In Amerigo, the award-winning scholar Felipe Fernández-Armesto answers the question “What’s in a name?” by delivering a rousing flesh-and-blood narrative of the life and times of Amerigo Vespucci. Here we meet Amerigo as he really was: a rogue and raconteur who counted Christopher Columbus among his friends and rivals; an amateur sorcerer who attained fame and honor through a series of disastrous failures and equally grand self-reinventions. Filled with well-informed insights and amazing anecdotes, this magisterial and compulsively readable account sweeps readers from Medicean Florence to the Sevillian court of Ferdinand and Isabella, then across the Atlantic of Columbus to the brave New World where fortune favored the bold.

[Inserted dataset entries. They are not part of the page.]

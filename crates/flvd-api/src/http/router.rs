//! Router construction and server host for the API.

use std::future::Future;
use std::net::SocketAddr;
use std::sync::Arc;
use std::time::Duration;

use axum::{
    Router,
    http::Request,
    routing::{get, post},
};
use flvd_telemetry::{Metrics, build_sha};
use tokio::net::TcpListener;
use tower::ServiceBuilder;
use tower_http::request_id::{MakeRequestUuid, PropagateRequestIdLayer, SetRequestIdLayer};
use tower_http::trace::TraceLayer;
use tracing::{Span, info};

use crate::error::{ApiServerError, ApiServerResult};
use crate::http::constants::{
    ROUTE_DOWNLOAD, ROUTE_HEALTH, ROUTE_METRICS, ROUTE_REMOVE, request_id,
};
use crate::http::downloads::{download, remove};
use crate::http::health::{health, metrics};
use crate::http::telemetry::HttpMetricsLayer;
use crate::state::{ApiState, DownloadHandles};

/// Axum router wrapper that hosts the download RPC surface.
pub struct ApiServer {
    router: Router,
}

impl ApiServer {
    /// Construct the router over the supplied workflow handles.
    ///
    /// With `strict_inputs` set, requests whose fields cannot compose into a
    /// single output file inside the destination are refused with a 400
    /// before the workflow runs.
    #[must_use]
    pub fn new(downloads: DownloadHandles, telemetry: Metrics, strict_inputs: bool) -> Self {
        let state = Arc::new(ApiState::new(downloads, telemetry.clone(), strict_inputs));
        let trace_layer = TraceLayer::new_for_http()
            .make_span_with(|request: &Request<_>| {
                tracing::info_span!(
                    "http.request",
                    method = %request.method(),
                    route = %request.uri().path(),
                    request_id = %request_id(request.headers()),
                    build_sha = %build_sha(),
                    status_code = tracing::field::Empty,
                    latency_ms = tracing::field::Empty
                )
            })
            .on_request(|_request: &Request<_>, _span: &Span| {})
            .on_response(
                |response: &axum::response::Response, latency: Duration, span: &Span| {
                    span.record("status_code", response.status().as_u16());
                    let latency_ms = u64::try_from(latency.as_millis()).unwrap_or(u64::MAX);
                    span.record("latency_ms", latency_ms);
                },
            );
        let layered = ServiceBuilder::new()
            .layer(SetRequestIdLayer::x_request_id(MakeRequestUuid))
            .layer(PropagateRequestIdLayer::x_request_id())
            .layer(trace_layer)
            .layer(HttpMetricsLayer::new(telemetry));

        let router = Router::new()
            .route(ROUTE_HEALTH, get(health))
            .route(ROUTE_METRICS, get(metrics))
            .route(ROUTE_DOWNLOAD, post(download))
            .route(ROUTE_REMOVE, post(remove))
            .layer(layered)
            .with_state(state);

        Self { router }
    }

    /// Hand out the configured router, e.g. to mount it elsewhere.
    #[must_use]
    pub fn into_router(self) -> Router {
        self.router
    }

    /// Bind `addr` and serve until `shutdown` resolves.
    ///
    /// # Errors
    ///
    /// Returns [`ApiServerError::Bind`] when the listener cannot be bound and
    /// [`ApiServerError::Serve`] when the server loop fails.
    pub async fn serve<F>(self, addr: SocketAddr, shutdown: F) -> ApiServerResult<()>
    where
        F: Future<Output = ()> + Send + 'static,
    {
        let listener = TcpListener::bind(addr)
            .await
            .map_err(|source| ApiServerError::Bind { addr, source })?;
        self.serve_on(listener, shutdown).await
    }

    /// Serve on an already bound listener until `shutdown` resolves.
    ///
    /// In-flight requests are allowed to finish after `shutdown` fires.
    ///
    /// # Errors
    ///
    /// Returns [`ApiServerError::Serve`] when the server loop fails.
    pub async fn serve_on<F>(self, listener: TcpListener, shutdown: F) -> ApiServerResult<()>
    where
        F: Future<Output = ()> + Send + 'static,
    {
        if let Ok(local) = listener.local_addr() {
            info!(addr = %local, "starting api");
        }
        axum::serve(listener, self.router)
            .with_graceful_shutdown(shutdown)
            .await
            .map_err(|source| ApiServerError::Serve { source })
    }
}
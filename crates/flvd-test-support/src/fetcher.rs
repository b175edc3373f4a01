//! Recording stand-in for the external streaming client.

use std::path::{Path, PathBuf};
use std::sync::atomic::{AtomicI32, AtomicUsize, Ordering};
use std::sync::{Mutex, PoisonError};
use std::time::Duration;

use async_trait::async_trait;
use flvd_core::{FetchStatus, StreamFetcher};
use tokio::sync::{Semaphore, watch};

/// Arguments observed by one `fetch` call.
#[derive(Debug, Clone, PartialEq, Eq)]
pub struct FetchCall {
    /// Stream address the client was asked to retrieve.
    pub url: String,
    /// Output path the client was asked to write.
    pub output_path: PathBuf,
}

/// Fake client that records calls, returns a scripted code, and tracks
/// how many fetches overlap.
#[derive(Debug)]
pub struct RecordingFetcher {
    status: AtomicI32,
    payload: Option<Vec<u8>>,
    delay: Option<Duration>,
    gate: Option<Semaphore>,
    calls: Mutex<Vec<FetchCall>>,
    in_flight: AtomicUsize,
    max_in_flight: AtomicUsize,
    started: watch::Sender<usize>,
}

impl RecordingFetcher {
    /// Fetcher that returns `status` for every call.
    #[must_use]
    pub fn returning(status: impl Into<FetchStatus>) -> Self {
        let (started, _) = watch::channel(0);
        Self {
            status: AtomicI32::new(status.into().code()),
            payload: None,
            delay: None,
            gate: None,
            calls: Mutex::new(Vec::new()),
            in_flight: AtomicUsize::new(0),
            max_in_flight: AtomicUsize::new(0),
            started,
        }
    }

    /// Write `payload` to the output path before returning.
    #[must_use]
    pub fn with_payload(mut self, payload: impl Into<Vec<u8>>) -> Self {
        self.payload = Some(payload.into());
        self
    }

    /// Hold each call open for `delay`.
    #[must_use]
    pub const fn with_delay(mut self, delay: Duration) -> Self {
        self.delay = Some(delay);
        self
    }

    /// Block each call until [`Self::release`] hands out a permit.
    #[must_use]
    pub fn gated(mut self) -> Self {
        self.gate = Some(Semaphore::new(0));
        self
    }

    /// Let `count` gated calls proceed.
    pub fn release(&self, count: usize) {
        if let Some(gate) = &self.gate {
            gate.add_permits(count);
        }
    }

    /// Change the code returned by subsequent calls.
    pub fn set_status(&self, status: impl Into<FetchStatus>) {
        self.status.store(status.into().code(), Ordering::SeqCst);
    }

    /// Snapshot of every call observed so far.
    #[must_use]
    pub fn calls(&self) -> Vec<FetchCall> {
        self.calls
            .lock()
            .unwrap_or_else(PoisonError::into_inner)
            .clone()
    }

    /// Highest number of calls that were running at once.
    #[must_use]
    pub fn max_in_flight(&self) -> usize {
        self.max_in_flight.load(Ordering::SeqCst)
    }

    /// Number of calls currently running.
    #[must_use]
    pub fn in_flight(&self) -> usize {
        self.in_flight.load(Ordering::SeqCst)
    }

    /// Wait until at least `count` calls have started.
    pub async fn wait_for_started(&self, count: usize) {
        let mut started = self.started.subscribe();
        started.wait_for(|seen| *seen >= count).await.ok();
    }
}

struct InFlight<'a>(&'a AtomicUsize);

impl Drop for InFlight<'_> {
    fn drop(&mut self) {
        self.0.fetch_sub(1, Ordering::SeqCst);
    }
}

#[async_trait]
impl StreamFetcher for RecordingFetcher {
    async fn fetch(&self, url: &str, output_path: &Path) -> FetchStatus {
        self.calls
            .lock()
            .unwrap_or_else(PoisonError::into_inner)
            .push(FetchCall {
                url: url.to_string(),
                output_path: output_path.to_path_buf(),
            });

        let current = self.in_flight.fetch_add(1, Ordering::SeqCst) + 1;
        let _guard = InFlight(&self.in_flight);
        self.max_in_flight.fetch_max(current, Ordering::SeqCst);
        self.started.send_modify(|seen| *seen += 1);

        if let Some(gate) = &self.gate
            && let Ok(permit) = gate.acquire().await
        {
            permit.forget();
        }
        if let Some(delay) = self.delay {
            tokio::time::sleep(delay).await;
        }
        if let Some(payload) = &self.payload
            && tokio::fs::write(output_path, payload).await.is_err()
        {
            return FetchStatus::FAILED;
        }

        FetchStatus::from_code(self.status.load(Ordering::SeqCst))
    }
}
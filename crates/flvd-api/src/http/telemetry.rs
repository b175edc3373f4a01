//! Per-request middleware: opens the call context and counts the request
//! under its matched route.
use std::future::Future;
use std::pin::Pin;
use std::task::{Context as TaskContext, Poll};

use axum::extract::MatchedPath;
use axum::http::Request;
use flvd_telemetry::{CallContext, Metrics};
use tower::{Layer, Service};
use tracing::Span;

use crate::http::constants::{ROUTE_UNMATCHED, request_id};

/// Counts requests per matched route and status code.
#[derive(Clone)]
pub(crate) struct HttpMetricsLayer {
    telemetry: Metrics,
}

impl HttpMetricsLayer {
    pub(crate) const fn new(telemetry: Metrics) -> Self {
        Self { telemetry }
    }
}

impl<S> Layer<S> for HttpMetricsLayer {
    type Service = HttpMetricsService<S>;

    fn layer(&self, inner: S) -> Self::Service {
        HttpMetricsService {
            inner,
            telemetry: self.telemetry.clone(),
        }
    }
}

#[derive(Clone)]
pub(crate) struct HttpMetricsService<S> {
    inner: S,
    telemetry: Metrics,
}

impl<S, B> Service<Request<B>> for HttpMetricsService<S>
where
    S: Service<Request<B>, Response = axum::response::Response> + Clone + Send + 'static,
    S::Future: Send + 'static,
    S::Error: Send,
    B: Send + 'static,
{
    type Response = S::Response;
    type Error = S::Error;
    type Future = Pin<Box<dyn Future<Output = Result<Self::Response, Self::Error>> + Send>>;

    fn poll_ready(&mut self, cx: &mut TaskContext<'_>) -> Poll<Result<(), Self::Error>> {
        self.inner.poll_ready(cx)
    }

    fn call(&mut self, req: Request<B>) -> Self::Future {
        // Raw paths would make the label set unbounded.
        let route = req
            .extensions()
            .get::<MatchedPath>()
            .map_or_else(|| ROUTE_UNMATCHED.to_string(), |m| m.as_str().to_string());
        let call = CallContext::new(&request_id(req.headers()), &route);
        // Replace the raw path on the enclosing request span with the matched route.
        call.record_on(&Span::current());
        let telemetry = self.telemetry.clone();
        let fut = self.inner.call(req);

        Box::pin(call.scope(async move {
            let response = fut.await?;
            telemetry.inc_http_request(&route, response.status().as_u16());
            Ok(response)
        }))
    }
}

Amerigo Vespucci emerges from these pages as an irresistible avatar for the age of exploration–and as a man of genuine achievement as a voyager and chronicler of discovery. And now, in Amerigo, this mercurial and elusive figure finally has a biography to do full justice to both the man and his remarkable era.
Praise for Amerigo:
“Wonderfully idiosyncratic and intelligent.”
–The New York Times Book Review
“Fascinating . . . [Fernández-Armesto’s] lively style is effective in evoking the flashy and violent world of Renaissance Europe.”
–The Washington Post Book World
“An outstanding historian . . . [Fernández-Armesto] introduces Amerigo Vespucci as an amazing Renaissance character independent of his name’s fame–and does Fernández-Armesto ever deliver.”
–Booklist (starred review)
“Dazzling . . . an elegant tale of Vespucci’s ability to transform himself from a merchant into an explorer and conqueror of new worlds.”
–Publishers Weekly (starred review)
NAMED ONE OF THE BEST BOOKS OF THE YEAR BY THE WASHINGTON POST
About the Author
Felipe Fernández-Armesto, the Prince of Asturias Professor of History at Tufts University, is the author of several books, including The Americas, Millennium, Columbus, and Near a Thousand Tables: A History of Food. He is the recipient of many honors and awards, including the Cairo Medal, the John Carter Brown Medal, and the Premio Nacional de Investigación of Spain’s Sociedad Geográfica Española. His work has appeared in twenty-four languages, and his journalism and broadcasts appear frequently in Spanish and British media.